Use managed identities:
- Consider using managed identities instead of handling secrets directly.
- Managed identities allow your applications and services to authenticate security with Azure services without requiring explicit credentials.
- You can use managed identities to access other Azure services.
Azure CLI task:
- If you're using the Azure CLI task, in your pipeline, consider using the
addSpnToEnvironment
setting to access service principal details in script without explicitly passing secrets.
- If you're using the Azure CLI task, in your pipeline, consider using the
For more information, see Use service principals & managed identities
Use secret variables
Never store sensitive values as plaintext in an Azure Pipelines .yml file.
Secret variables can be used for private information like passwords, IDs, and other identifying data that you wouldn't want exposed in a pipeline. We recommend that you set secret variables with Azure Key Vault. You can also set secret variables in the UI or in a variable group. We don't recommend using a logging command to set a secret variable. When you set a secret with a logging command, anyone who can access your pipeline can also see the secret.
Secret variables are encrypted and can be used in pipelines without exposing their values. Although their values aren't exposed, never echo secrets as output and don't pass secrets on the command line.
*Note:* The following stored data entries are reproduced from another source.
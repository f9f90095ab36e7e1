//! Parsers for directory index pages and the file names they contain
//!
//! - `listing`: Extract entry names from an Apache-style index page
//! - `filename`: Classify entries (folders, videos, trailers) and derive ids

pub mod filename;
pub mod listing;

// Re-export main parsing functions
pub use filename::{episode_id, folder_name, is_folder, is_trailer, is_video};
pub use listing::parse_directory_listing;
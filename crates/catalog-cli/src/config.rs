use std::env;
use std::fs;
use std::path::{Path, PathBuf};

use anyhow::{Context, Result};
use catalog_core::CatalogConfig;

use crate::cli::Cli;

const CONFIG_ENV_KEY: &str = "CATALOG_CONFIG";

/// Configuration from file (if any) with command-line overrides applied
pub fn load(cli: &Cli) -> Result<CatalogConfig> {
    let path = cli
        .config
        .clone()
        .or_else(|| env::var_os(CONFIG_ENV_KEY).map(PathBuf::from));

    let mut config = match path {
        Some(path) => read_file(&path)?,
        None => CatalogConfig::default(),
    };

    if let Some(origin) = &cli.origin {
        config.origin = origin.clone();
    }
    if let Some(url) = &cli.catalog_url {
        config.catalog_url = Some(url.clone());
    }
    if let Some(locale) = cli.locale {
        config.locale = locale;
    }

    Ok(config)
}

fn read_file(path: &Path) -> Result<CatalogConfig> {
    let content = fs::read_to_string(path)
        .with_context(|| format!("failed to read config file {}", path.display()))?;
    parse(&content).with_context(|| format!("invalid config file {}", path.display()))
}

fn parse(content: &str) -> Result<CatalogConfig> {
    Ok(toml::from_str(content)?)
}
Instead, we suggest that you map your secrets into environment variables.
When you create a secret, follow variable naming guidelines and make sure that your secret name doesn't disclose sensitive information.
Limit access to secret variables
To limit access to secrets in Azure DevOps, follow these best practices:
- Store your secrets in Azure Key Vault. With Azure Key Vault, you can then use Azure's role-based access control model to limit access to a secret or group of secrets.
- Set secret variables in the UI for a pipeline. Secret variables set in the pipeline settings UI for a pipeline are scoped to the pipeline where they're set. So, you can have secrets that only visible to users with access to that pipeline.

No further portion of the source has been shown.